Observe the highly methylated region in the 5' promoter region (right-most CpG island). Recall that for this gene transcription occurs in the reverse strand. More interesting, observe the highly methylated regions that overlap the initiation of each of the two annotated transcripts (two middle CpG islands).

Differential Analysis of Methylation Patterns

In the study by Serre et al. another cell line is also analyzed. New cells (DICERex5) are derived from the same HCT116 colon cancer cells after truncating the DICER1 alleles. It has been reported in literature [5] that there is a localized change of DNA methylation at small number of gene promoters. In this example, you will find significant 100-bp windows in two sample replicates of the DICERex5 cells following the same approach as the parental HCT116 cells, and then you will search statistically significant differences between the two cell lines.

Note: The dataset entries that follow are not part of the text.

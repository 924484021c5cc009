//! Owned or borrowed pixel buffers.

use super::converters;
use super::format::ImageFormat;
use crate::error::{Result, Status, VpxError};
use std::borrow::Cow;
use std::fmt;

/// Rectangle in pixel coordinates.
#[derive(Debug, Clone, Copy, PartialEq, Eq, Default)]
pub struct Rect {
    pub x: u32,
    pub y: u32,
    pub width: u32,
    pub height: u32,
}

impl Rect {
    pub fn new(x: u32, y: u32, width: u32, height: u32) -> Self {
        Rect {
            x,
            y,
            width,
            height,
        }
    }

    /// One past the last column; `None` if that overflows.
    pub fn right(&self) -> Option<u32> {
        self.x.checked_add(self.width)
    }

    /// One past the last row; `None` if that overflows.
    pub fn bottom(&self) -> Option<u32> {
        self.y.checked_add(self.height)
    }
}

enum Storage<'a> {
    Owned(Vec<u8>),
    Borrowed(&'a mut [u8]),
    Released,
}

/// Memory layout derived from (format, width, height, alignment).
#[derive(Debug, Clone, Copy, PartialEq, Eq)]
struct Layout {
    stored_width: u32,
    stored_height: u32,
    stride: [usize; 3],
    plane_base: [usize; 3],
    plane_len: [usize; 3],
    len: usize,
}

fn invalid(detail: String) -> VpxError {
    VpxError::engine(Status::InvalidParam, detail)
}

fn round_up(value: u64, unit: u64) -> u64 {
    value.div_ceil(unit) * unit
}

fn compute_layout(format: ImageFormat, width: u32, height: u32, align: u32) -> Result<Layout> {
    if width == 0 || height == 0 {
        return Err(invalid(format!("image geometry {}x{} is empty", width, height)));
    }
    let align = align.max(1);
    if !align.is_power_of_two() {
        return Err(invalid(format!("alignment {} is not a power of two", align)));
    }

    let (xs, ys) = format.chroma_shift();
    let stored_width = round_up(width as u64, 1 << xs);
    let stored_height = round_up(height as u64, 1 << ys);
    let bps = format.bits_per_pixel() as u64;

    let row = if format.is_planar() {
        stored_width
    } else {
        bps * stored_width / 8
    };
    let stride = round_up(row, align as u64);
    let len = if format.is_planar() {
        stored_height * stride * bps / 8
    } else {
        stored_height * stride
    };

    let to_usize = |v: u64| usize::try_from(v).map_err(|_| VpxError::from(Status::MemError));
    let len = to_usize(len)?;
    let stride = to_usize(stride)?;
    let luma_len = stride * stored_height as usize;

    let (stride, plane_base, plane_len) = if format.is_planar() {
        let chroma_stride = stride >> xs;
        let chroma_len = chroma_stride * (stored_height as usize >> ys);
        let (u_base, v_base) = if format.uv_flipped() {
            (luma_len + chroma_len, luma_len)
        } else {
            (luma_len, luma_len + chroma_len)
        };
        (
            [stride, chroma_stride, chroma_stride],
            [0, u_base, v_base],
            [luma_len, chroma_len, chroma_len],
        )
    } else {
        ([stride, 0, 0], [0, 0, 0], [len, 0, 0])
    };

    Ok(Layout {
        // Both fit: they are at most one subsampling unit above a u32.
        stored_width: u32::try_from(stored_width).map_err(|_| invalid("width overflow".into()))?,
        stored_height: u32::try_from(stored_height)
            .map_err(|_| invalid("height overflow".into()))?,
        stride,
        plane_base,
        plane_len,
        len,
    })
}

/// A rectangular pixel buffer in one [`ImageFormat`].
///
/// The buffer either owns its memory ([`Image::alloc`]) or borrows memory
/// supplied by the caller ([`Image::wrap`]); a borrowed image never frees
/// the caller's memory. Stored geometry is the allocated size, display
/// geometry the valid region inside it.
pub struct Image<'a> {
    format: ImageFormat,
    layout: Layout,
    display: Rect,
    align: u32,
    storage: Storage<'a>,
}

impl Image<'static> {
    /// Allocates a zeroed image.
    ///
    /// # Arguments
    ///
    /// * `format` - Pixel format
    /// * `width` - Display width in pixels
    /// * `height` - Display height in pixels
    /// * `align` - Row alignment in bytes; 0 is treated as 1
    ///
    /// # Errors
    ///
    /// `InvalidParam` for an empty geometry or an alignment that is not a
    /// power of two; `MemError` when the size does not fit in memory.
    pub fn alloc(format: ImageFormat, width: u32, height: u32, align: u32) -> Result<Self> {
        let layout = compute_layout(format, width, height, align)?;
        Ok(Image {
            format,
            layout,
            display: Rect::new(0, 0, width, height),
            align: align.max(1),
            storage: Storage::Owned(vec![0; layout.len]),
        })
    }
}

impl<'a> Image<'a> {
    /// Binds an image to caller memory without copying.
    ///
    /// # Errors
    ///
    /// [`VpxError::BufferSize`] when `buffer` is shorter than
    /// [`Image::required_len`] for the same arguments.
    pub fn wrap(
        format: ImageFormat,
        width: u32,
        height: u32,
        align: u32,
        buffer: &'a mut [u8],
    ) -> Result<Self> {
        let layout = compute_layout(format, width, height, align)?;
        if buffer.len() < layout.len {
            return Err(VpxError::BufferSize {
                required: layout.len,
                actual: buffer.len(),
            });
        }
        Ok(Image {
            format,
            layout,
            display: Rect::new(0, 0, width, height),
            align: align.max(1),
            storage: Storage::Borrowed(buffer),
        })
    }

    /// Minimum byte length of an image with this geometry.
    pub fn required_len(format: ImageFormat, width: u32, height: u32, align: u32) -> Result<usize> {
        compute_layout(format, width, height, align).map(|layout| layout.len)
    }

    pub fn format(&self) -> ImageFormat {
        self.format
    }

    /// Width rounded up to whole chroma samples.
    pub fn stored_width(&self) -> u32 {
        self.layout.stored_width
    }

    /// Height rounded up to whole chroma samples.
    pub fn stored_height(&self) -> u32 {
        self.layout.stored_height
    }

    /// Display width.
    pub fn width(&self) -> u32 {
        self.display.width
    }

    /// Display height.
    pub fn height(&self) -> u32 {
        self.display.height
    }

    pub fn bits_per_pixel(&self) -> u32 {
        self.format.bits_per_pixel()
    }

    pub fn align(&self) -> u32 {
        self.align
    }

    pub fn display_rect(&self) -> Rect {
        self.display
    }

    /// Row stride of `plane` in bytes; 0 for planes the format lacks.
    pub fn stride(&self, plane: usize) -> usize {
        self.layout.stride.get(plane).copied().unwrap_or(0)
    }

    pub fn is_owned(&self) -> bool {
        matches!(self.storage, Storage::Owned(_))
    }

    pub fn is_freed(&self) -> bool {
        matches!(self.storage, Storage::Released)
    }

    /// Restricts the display region to `rect` within the stored geometry.
    ///
    /// The origin must sit on a chroma sample.
    ///
    /// # Errors
    ///
    /// `InvalidParam` for an empty rect, one reaching past the stored
    /// geometry (overflowing bounds included) or a misaligned origin.
    pub fn set_display_rect(&mut self, rect: Rect) -> Result<()> {
        let (xs, ys) = self.format.chroma_shift();
        if rect.width == 0
            || rect.height == 0
            || rect.right().is_none_or(|right| right > self.layout.stored_width)
            || rect.bottom().is_none_or(|bottom| bottom > self.layout.stored_height)
        {
            return Err(invalid(format!(
                "display rect {:?} outside stored geometry {}x{}",
                rect, self.layout.stored_width, self.layout.stored_height
            )));
        }
        if rect.x % (1 << xs) != 0 || rect.y % (1 << ys) != 0 {
            return Err(invalid(format!(
                "display origin ({}, {}) is not chroma aligned",
                rect.x, rect.y
            )));
        }
        self.display = rect;
        Ok(())
    }

    fn bytes(&self) -> &[u8] {
        match self.storage {
            Storage::Owned(ref buf) => &buf[..self.layout.len],
            Storage::Borrowed(ref buf) => &buf[..self.layout.len],
            Storage::Released => &[],
        }
    }

    fn bytes_mut(&mut self) -> &mut [u8] {
        let len = self.layout.len;
        match self.storage {
            Storage::Owned(ref mut buf) => &mut buf[..len],
            Storage::Borrowed(ref mut buf) => &mut buf[..len],
            Storage::Released => &mut [],
        }
    }

    /// The whole image region, plane 0 first. Empty after [`Image::free`].
    pub fn data(&self) -> &[u8] {
        self.bytes()
    }

    pub fn data_mut(&mut self) -> &mut [u8] {
        self.bytes_mut()
    }

    /// Offset of the first display sample of `plane`.
    fn plane_offset(&self, plane: usize) -> usize {
        let Rect { x, y, .. } = self.display;
        let stride = self.layout.stride[plane];
        let base = self.layout.plane_base[plane];
        match self.format.packed_layout() {
            Some(packed) => base + x as usize * packed.bytes_per_pixel + y as usize * stride,
            None if plane == 0 => base + x as usize + y as usize * stride,
            None => {
                let (xs, ys) = self.format.chroma_shift();
                base + (x >> xs) as usize + (y >> ys) as usize * stride
            }
        }
    }

    fn plane_range(&self, plane: usize) -> Option<(usize, usize)> {
        if plane >= self.format.plane_count() || self.is_freed() {
            return None;
        }
        let end = self.layout.plane_base[plane] + self.layout.plane_len[plane];
        Some((self.plane_offset(plane), end))
    }

    /// One plane, starting at its first display sample. Planes are indexed
    /// Y, U, V for planar formats whatever their memory order.
    pub fn plane(&self, plane: usize) -> &[u8] {
        match self.plane_range(plane) {
            Some((start, end)) => &self.bytes()[start..end],
            None => &[],
        }
    }

    pub fn plane_mut(&mut self, plane: usize) -> &mut [u8] {
        match self.plane_range(plane) {
            Some((start, end)) => &mut self.bytes_mut()[start..end],
            None => &mut [],
        }
    }

    /// Display rows of `plane`.
    pub(crate) fn plane_rows(&self, plane: usize) -> usize {
        let (_, ys) = self.format.chroma_shift();
        if plane == 0 {
            self.display.height as usize
        } else {
            self.display.height.div_ceil(1 << ys) as usize
        }
    }

    /// Bytes of display data in one row of `plane`.
    pub(crate) fn row_bytes(&self, plane: usize) -> usize {
        let (xs, _) = self.format.chroma_shift();
        match self.format.packed_layout() {
            Some(packed) => self.display.width as usize * packed.bytes_per_pixel,
            None if plane == 0 => self.display.width as usize,
            None => self.display.width.div_ceil(1 << xs) as usize,
        }
    }

    pub(crate) fn row(&self, plane: usize, row: usize) -> &[u8] {
        let start = self.plane_offset(plane) + row * self.layout.stride[plane];
        let len = self.row_bytes(plane);
        &self.bytes()[start..start + len]
    }

    pub(crate) fn row_mut(&mut self, plane: usize, row: usize) -> &mut [u8] {
        let start = self.plane_offset(plane) + row * self.layout.stride[plane];
        let len = self.row_bytes(plane);
        &mut self.bytes_mut()[start..start + len]
    }

    /// Reverses the order of the display rows on every plane.
    pub fn flip(&mut self) {
        if self.is_freed() {
            return;
        }
        for plane in 0..self.format.plane_count() {
            let rows = self.plane_rows(plane);
            let len = self.row_bytes(plane);
            let offset = self.plane_offset(plane);
            let stride = self.layout.stride[plane];
            let bytes = self.bytes_mut();
            for top in 0..rows / 2 {
                let bottom = rows - 1 - top;
                let (upper, lower) = bytes.split_at_mut(offset + bottom * stride);
                let start = offset + top * stride;
                upper[start..start + len].swap_with_slice(&mut lower[..len]);
            }
        }
    }

    /// Zeroes the buffer.
    pub fn clear(&mut self) {
        self.bytes_mut().fill(0);
    }

    /// Releases owned memory or detaches borrowed memory. Further calls do
    /// nothing.
    pub fn free(&mut self) {
        self.storage = Storage::Released;
    }

    /// Returns `self` when it already has `format`, otherwise a newly
    /// allocated converted copy.
    pub fn convert_to_format(&self, format: ImageFormat) -> Result<Cow<'_, Image<'a>>> {
        if format == self.format {
            return Ok(Cow::Borrowed(self));
        }
        let mut destination = Image::alloc(format, self.width(), self.height(), self.align)?;
        self.convert_into(&mut destination)?;
        Ok(Cow::Owned(destination))
    }

    /// Converts into `destination`, which must have the same display
    /// geometry. The source is never modified.
    pub fn convert_into(&self, destination: &mut Image<'_>) -> Result<()> {
        if self.is_freed() || destination.is_freed() {
            return Err(invalid("image has been freed".to_string()));
        }
        if self.width() != destination.width() || self.height() != destination.height() {
            return Err(invalid(format!(
                "cannot convert {}x{} into {}x{}",
                self.width(),
                self.height(),
                destination.width(),
                destination.height()
            )));
        }
        converters::convert(self, destination);
        Ok(())
    }

    /// Detaches from caller memory by copying it if needed.
    pub fn into_owned(self) -> Image<'static> {
        let storage = match self.storage {
            Storage::Owned(buf) => Storage::Owned(buf),
            Storage::Borrowed(buf) => Storage::Owned(buf[..self.layout.len].to_vec()),
            Storage::Released => Storage::Released,
        };
        Image {
            format: self.format,
            layout: self.layout,
            display: self.display,
            align: self.align,
            storage,
        }
    }
}

/// Cloning always yields an owned image.
impl Clone for Image<'_> {
    fn clone(&self) -> Self {
        let storage = match self.storage {
            Storage::Released => Storage::Released,
            _ => Storage::Owned(self.bytes().to_vec()),
        };
        Image {
            format: self.format,
            layout: self.layout,
            display: self.display,
            align: self.align,
            storage,
        }
    }
}

impl fmt::Debug for Image<'_> {
    fn fmt(&self, f: &mut fmt::Formatter<'_>) -> fmt::Result {
        let ownership = match self.storage {
            Storage::Owned(_) => "owned",
            Storage::Borrowed(_) => "borrowed",
            Storage::Released => "freed",
        };
        f.debug_struct("Image")
            .field("format", &self.format)
            .field("stored", &(self.layout.stored_width, self.layout.stored_height))
            .field("display", &self.display)
            .field("len", &self.layout.len)
            .field("storage", &ownership)
            .finish()
    }
}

The helper function getWindowCounts captures the similar steps to find windows with significant coverage as before. getWindowCounts returns vectors with counts, p-values, and false discovery rates for each new replicate.

bm_dicer_1 = BioMap('SRR030222.bam','SelectRef','gi|224589821|ref|NC_000009.11|');
bm_dicer_2 = BioMap('SRR030223.bam','SelectRef','gi|224589821|ref|NC_000009.11|');
[counts_3,pval3,fdr3] = getWindowCounts(bm_dicer_1,4,w,100);
[counts_4,pval4,fdr4] = getWindowCounts(bm_dicer_2,4,w,100);
w3 = fdr3<.01; % logical vector indicating significant windows in DICERex5_1
w4 = fdr4<.01; % logical vector indicating significant windows in DICERex5-2
w34 = w3 & w4; % logical vector indicating significant windows in both replicates
Number_of_sig_windows_DICERex5_1 = sum(w3)
Number_of_sig_windows_DICERex5_2 = sum(w4)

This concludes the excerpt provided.